▸ WORK INSTRUCTIONS
Output the records exactly, every one of them.

═══ PROVIDED DATA

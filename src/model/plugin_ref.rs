use serde::{Deserialize, Serialize};
use std::fmt;

/// Where a plugin is attached. Derived from its position in the document.
#[derive(Debug, Clone, PartialEq, Eq, Hash, Serialize, Deserialize)]
#[serde(tag = "scope", content = "scope_name", rename_all = "lowercase")]
pub enum PluginScope {
    Global,
    Service(String),
    Route(String),
}

impl PluginScope {
    /// Scope kind without the owning entity, as shown in listings.
    pub fn kind(&self) -> &'static str {
        match self {
            PluginScope::Global => "global",
            PluginScope::Service(_) => "service",
            PluginScope::Route(_) => "route",
        }
    }

    /// Name of the owning service or route, if scoped.
    pub fn scope_name(&self) -> Option<&str> {
        match self {
            PluginScope::Global => None,
            PluginScope::Service(name) | PluginScope::Route(name) => Some(name),
        }
    }

    /// Rebuild a scope from its kind and owner name, as received from a
    /// command line or query string. Scoped kinds require an owner.
    pub fn from_parts(kind: &str, scope_name: Option<&str>) -> Option<Self> {
        match (kind, scope_name) {
            ("global", _) => Some(PluginScope::Global),
            ("service", Some(name)) => Some(PluginScope::Service(name.to_string())),
            ("route", Some(name)) => Some(PluginScope::Route(name.to_string())),
            _ => None,
        }
    }
}

impl fmt::Display for PluginScope {
    fn fmt(&self, f: &mut fmt::Formatter<'_>) -> fmt::Result {
        match self.scope_name() {
            Some(name) => write!(f, "{} on {}", self.kind(), name),
            None => write!(f, "{}", self.kind()),
        }
    }
}

/// A pointer to a plugin, produced by extraction and resolved back to the
/// full plugin on demand.
#[derive(Debug, Clone, PartialEq, Eq, Hash, Serialize, Deserialize)]
pub struct PluginReference {
    pub name: String,
    #[serde(flatten)]
    pub scope: PluginScope,
}

impl PluginReference {
    pub fn new(name: impl Into<String>, scope: PluginScope) -> Self {
        Self {
            name: name.into(),
            scope,
        }
    }

    pub fn global(name: impl Into<String>) -> Self {
        Self::new(name, PluginScope::Global)
    }
}

impl fmt::Display for PluginReference {
    fn fmt(&self, f: &mut fmt::Formatter<'_>) -> fmt::Result {
        write!(f, "{} ({})", self.name, self.scope)
    }
}
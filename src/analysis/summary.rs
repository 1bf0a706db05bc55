use crate::model::{ConfigDocument, PluginReference, PluginScope};
use serde::Serialize;

/// Counts and plugin listing for one document.
#[derive(Debug, Clone, PartialEq, Serialize)]
pub struct Summary {
    pub service_count: usize,
    /// Top-level routes plus every service's routes. A document that uses
    /// both forms has both counted.
    pub route_count: usize,
    pub consumer_count: usize,
    pub plugins: Vec<PluginReference>,
}

/// Walk the document once and collect counts and plugin references.
///
/// Plugins are listed global first, then per service: the service's own
/// plugins followed by the plugins of each of its routes.
pub fn summarize(doc: &ConfigDocument) -> Summary {
    let route_count = doc.routes.len() + doc.services.iter().map(|s| s.routes.len()).sum::<usize>();

    let mut plugins: Vec<PluginReference> = doc
        .plugins
        .iter()
        .map(|p| PluginReference::global(&p.name))
        .collect();

    for service in &doc.services {
        plugins.extend(service.plugins.iter().map(|p| {
            PluginReference::new(&p.name, PluginScope::Service(service.name.clone()))
        }));
        for route in &service.routes {
            plugins.extend(
                route
                    .plugins
                    .iter()
                    .map(|p| PluginReference::new(&p.name, PluginScope::Route(route.name.clone()))),
            );
        }
    }

    Summary {
        service_count: doc.services.len(),
        route_count,
        consumer_count: doc.consumers.len(),
        plugins,
    }
}

#[cfg(test)]
mod tests {
    use super::*;

    fn doc(yaml: &str) -> ConfigDocument {
        ConfigDocument::parse(yaml).unwrap()
    }

    #[test]
    fn test_single_service_example() {
        let summary = summarize(&doc(
            r#"
services:
  - name: svc-a
    routes:
      - name: r1
        plugins:
          - name: key-auth
plugins:
  - name: cors
"#,
        ));

        assert_eq!(summary.service_count, 1);
        assert_eq!(summary.route_count, 1);
        assert_eq!(summary.consumer_count, 0);
        assert_eq!(
            summary.plugins,
            vec![
                PluginReference::global("cors"),
                PluginReference::new("key-auth", PluginScope::Route("r1".into())),
            ]
        );
    }

    #[test]
    fn test_route_count_sums_both_forms() {
        let summary = summarize(&doc(
            r#"
routes:
  - name: legacy-1
  - name: legacy-2
services:
  - name: a
    routes:
      - name: a1
      - name: a2
      - name: a3
  - name: b
    routes:
      - name: b1
  - name: c
"#,
        ));
        assert_eq!(summary.service_count, 3);
        assert_eq!(summary.route_count, 2 + 3 + 1);
    }

    #[test]
    fn test_plugin_order_and_count() {
        let summary = summarize(&doc(
            r#"
plugins:
  - name: g1
  - name: g2
consumers:
  - username: alice
  - username: bob
services:
  - name: s1
    plugins:
      - name: s1p
    routes:
      - name: r1
        plugins:
          - name: r1p1
          - name: r1p2
  - name: s2
    routes:
      - name: r2
        plugins:
          - name: r2p
    plugins:
      - name: s2p
"#,
        ));

        let listed: Vec<String> = summary.plugins.iter().map(|p| p.to_string()).collect();
        assert_eq!(
            listed,
            vec![
                "g1 (global)",
                "g2 (global)",
                "s1p (service on s1)",
                "r1p1 (route on r1)",
                "r1p2 (route on r1)",
                "s2p (service on s2)",
                "r2p (route on r2)",
            ]
        );
        assert_eq!(summary.plugins.len(), 2 + 2 + 3);
        assert_eq!(summary.consumer_count, 2);
    }

    #[test]
    fn test_empty_document_shape() {
        let summary = summarize(&doc("_format_version: '3.0'\n"));
        assert_eq!(summary.service_count, 0);
        assert_eq!(summary.route_count, 0);
        assert!(summary.plugins.is_empty());
    }
}
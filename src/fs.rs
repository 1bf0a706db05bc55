//! Filesystem access behind a trait so commands can run against an
//! in-memory tree in tests.

use crate::model::{ConfigDocument, ParseError};
use std::io;
use std::path::Path;
use thiserror::Error;

#[derive(Debug, Error)]
pub enum LoadError {
    #[error("Could not read {path}: {source}")]
    Io {
        path: String,
        #[source]
        source: io::Error,
    },
    #[error("Failed to parse {path}: {source}")]
    Parse {
        path: String,
        #[source]
        source: ParseError,
    },
}

pub trait FileSystem: Send + Sync {
    fn read_to_string(&self, path: &Path) -> io::Result<String>;

    /// Write content to a file, creating or truncating it.
    fn write(&self, path: &Path, content: &str) -> io::Result<()>;

    fn exists(&self, path: &Path) -> bool;

    /// Read and parse a configuration file.
    fn load_document(&self, path: &Path) -> Result<ConfigDocument, LoadError> {
        let content = self.read_to_string(path).map_err(|source| LoadError::Io {
            path: path.display().to_string(),
            source,
        })?;
        ConfigDocument::parse(&content).map_err(|source| LoadError::Parse {
            path: path.display().to_string(),
            source,
        })
    }
}

#[derive(Debug, Default, Clone, Copy)]
pub struct RealFs;

impl FileSystem for RealFs {
    fn read_to_string(&self, path: &Path) -> io::Result<String> {
        std::fs::read_to_string(path)
    }

    fn write(&self, path: &Path, content: &str) -> io::Result<()> {
        std::fs::write(path, content)
    }

    fn exists(&self, path: &Path) -> bool {
        path.exists()
    }
}

pub fn default_fs() -> &'static RealFs {
    static INSTANCE: RealFs = RealFs;
    &INSTANCE
}
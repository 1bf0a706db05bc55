mod document;
mod plugin_ref;

pub use document::{ConfigDocument, ParseError, Plugin, Route, Service, parse_tree, to_yaml};
pub use plugin_ref::{PluginReference, PluginScope};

══════

▸ REPLY
filename src/model/plugin_ref.rs
use serde::{Deserialize, Serialize};
use std::fmt;

/// Where a plugin is attached. Derived from its position in the document.
#[derive(Debug, Clone, PartialEq, Eq, Hash, Serialize, Deserialize)]
#[serde(tag = "scope", content = "scope_name", rename_all = "lowercase")]
pub enum PluginScope {
    Global,
    Service(String),
    Route(String),
}

impl PluginScope {
    /// Scope kind without the owning entity, as shown in listings.
    pub fn kind(&self) -> &'static str {
        match self {
            PluginScope::Global => "global",
            PluginScope::Service(_) => "service",
            PluginScope::Route(_) => "route",
        }
    }

    /// Name of the owning service or route, if scoped.
    pub fn scope_name(&self) -> Option<&str> {
        match self {
            PluginScope::Global => None,
            PluginScope::Service(name) | PluginScope::Route(name) => Some(name),
        }
    }

    /// Rebuild a scope from its kind and owner name, as received from a
    /// command line or query string. Scoped kinds require an owner.
    pub fn from_parts(kind: &str, scope_name: Option<&str>) -> Option<Self> {
        match (kind, scope_name) {
            ("global", _) => Some(PluginScope::Global),
            ("service", Some(name)) => Some(PluginScope::Service(name.to_string())),
            ("route", Some(name)) => Some(PluginScope::Route(name.to_string())),
            _ => None,
        }
    }
}

impl fmt::Display for PluginScope {
    fn fmt(&self, f: &mut fmt::Formatter<'_>) -> fmt::Result {
        match self.scope_name() {
            Some(name) => write!(f, "{} on {}", self.kind(), name),
            None => write!(f, "{}", self.kind()),
        }
    }
}

/// A pointer to a plugin, produced by extraction and resolved back to the
/// full plugin on demand.
#[derive(Debug, Clone, PartialEq, Eq, Hash, Serialize, Deserialize)]
pub struct PluginReference {
    pub name: String,
    #[serde(flatten)]
    pub scope: PluginScope,
}

impl PluginReference {
    pub fn new(name: impl Into<String>, scope: PluginScope) -> Self {
        Self {
            name: name.into(),
            scope,
        }
    }

    pub fn global(name: impl Into<String>) -> Self {
        Self::new(name, PluginScope::Global)
    }
}

impl fmt::Display for PluginReference {
    fn fmt(&self, f: &mut fmt::Formatter<'_>) -> fmt::Result {
        write!(f, "{} ({})", self.name, self.scope)
    }
}
filename src/analysis/summary.rs
repository 1bf0a706db05bc55
use crate::model::{ConfigDocument, PluginReference, PluginScope};
use serde::Serialize;

/// Counts and plugin listing for one document.
#[derive(Debug, Clone, PartialEq, Serialize)]
pub struct Summary {
    pub service_count: usize,
    /// Top-level routes plus every service's routes. A document that uses
    /// both forms has both counted.
    pub route_count: usize,
    pub consumer_count: usize,
    pub plugins: Vec<PluginReference>,
}

/// Walk the document once and collect counts and plugin references.
///
/// Plugins are listed global first, then per service: the service's own
/// plugins followed by the plugins of each of its routes.
pub fn summarize(doc: &ConfigDocument) -> Summary {
    let route_count = doc.routes.len() + doc.services.iter().map(|s| s.routes.len()).sum::<usize>();

    let mut plugins: Vec<PluginReference> = doc
        .plugins
        .iter()
        .map(|p| PluginReference::global(&p.name))
        .collect();

    for service in &doc.services {
        plugins.extend(service.plugins.iter().map(|p| {
            PluginReference::new(&p.name, PluginScope::Service(service.name.clone()))
        }));
        for route in &service.routes {
            plugins.extend(
                route
                    .plugins
                    .iter()
                    .map(|p| PluginReference::new(&p.name, PluginScope::Route(route.name.clone()))),
            );
        }
    }

    Summary {
        service_count: doc.services.len(),
        route_count,
        consumer_count: doc.consumers.len(),
        plugins,
    }
}

#[cfg(test)]
mod tests {
    use super::*;

    fn doc(yaml: &str) -> ConfigDocument {
        ConfigDocument::parse(yaml).unwrap()
    }

    #[test]
    fn test_single_service_example() {
        let summary = summarize(&doc(
            r#"
services:
  - name: svc-a
    routes:
      - name: r1
        plugins:
          - name: key-auth
plugins:
  - name: cors
"#,
        ));

        assert_eq!(summary.service_count, 1);
        assert_eq!(summary.route_count, 1);
        assert_eq!(summary.consumer_count, 0);
        assert_eq!(
            summary.plugins,
            vec![
                PluginReference::global("cors"),
                PluginReference::new("key-auth", PluginScope::Route("r1".into())),
            ]
        );
    }

    #[test]
    fn test_route_count_sums_both_forms() {
        let summary = summarize(&doc(
            r#"
routes:
  - name: legacy-1
  - name: legacy-2
services:
  - name: a
    routes:
      - name: a1
      - name: a2
      - name: a3
  - name: b
    routes:
      - name: b1
  - name: c
"#,
        ));
        assert_eq!(summary.service_count, 3);
        assert_eq!(summary.route_count, 2 + 3 + 1);
    }

    #[test]
    fn test_plugin_order_and_count() {
        let summary = summarize(&doc(
            r#"
plugins:
  - name: g1
  - name: g2
consumers:
  - username: alice
  - username: bob
services:
  - name: s1
    plugins:
      - name: s1p
    routes:
      - name: r1
        plugins:
          - name: r1p1
          - name: r1p2
  - name: s2
    routes:
      - name: r2
        plugins:
          - name: r2p
    plugins:
      - name: s2p
"#,
        ));

        let listed: Vec<String> = summary.plugins.iter().map(|p| p.to_string()).collect();
        assert_eq!(
            listed,
            vec![
                "g1 (global)",
                "g2 (global)",
                "s1p (service on s1)",
                "r1p1 (route on r1)",
                "r1p2 (route on r1)",
                "s2p (service on s2)",
                "r2p (route on r2)",
            ]
        );
        assert_eq!(summary.plugins.len(), 2 + 2 + 3);
        assert_eq!(summary.consumer_count, 2);
    }

    #[test]
    fn test_empty_document_shape() {
        let summary = summarize(&doc("_format_version: '3.0'\n"));
        assert_eq!(summary.service_count, 0);
        assert_eq!(summary.route_count, 0);
        assert!(summary.plugins.is_empty());
    }
}
filename src/fs.rs
repository 1bf0a706db05bc55
//! Filesystem access behind a trait so commands can run against an
//! in-memory tree in tests.

use crate::model::{ConfigDocument, ParseError};
use std::io;
use std::path::Path;
use thiserror::Error;

#[derive(Debug, Error)]
pub enum LoadError {
    #[error("Could not read {path}: {source}")]
    Io {
        path: String,
        #[source]
        source: io::Error,
    },
    #[error("Failed to parse {path}: {source}")]
    Parse {
        path: String,
        #[source]
        source: ParseError,
    },
}

pub trait FileSystem: Send + Sync {
    fn read_to_string(&self, path: &Path) -> io::Result<String>;

    /// Write content to a file, creating or truncating it.
    fn write(&self, path: &Path, content: &str) -> io::Result<()>;

    fn exists(&self, path: &Path) -> bool;

    /// Read and parse a configuration file.
    fn load_document(&self, path: &Path) -> Result<ConfigDocument, LoadError> {
        let content = self.read_to_string(path).map_err(|source| LoadError::Io {
            path: path.display().to_string(),
            source,
        })?;
        ConfigDocument::parse(&content).map_err(|source| LoadError::Parse {
            path: path.display().to_string(),
            source,
        })
    }
}

#[derive(Debug, Default, Clone, Copy)]
pub struct RealFs;

impl FileSystem for RealFs {
    fn read_to_string(&self, path: &Path) -> io::Result<String> {
        std::fs::read_to_string(path)
    }

    fn write(&self, path: &Path, content: &str) -> io::Result<()> {
        std::fs::write(path, content)
    }

    fn exists(&self, path: &Path) -> bool {
        path.exists()
    }
}

pub fn default_fs() -> &'static RealFs {
    static INSTANCE: RealFs = RealFs;
    &INSTANCE
}
repository 1bf0a706db05bc55
mod document;
mod plugin_ref;

pub use document::{ConfigDocument, ParseError, Plugin, Route, Service, parse_tree, to_yaml};
pub use plugin_ref::{PluginReference, PluginScope};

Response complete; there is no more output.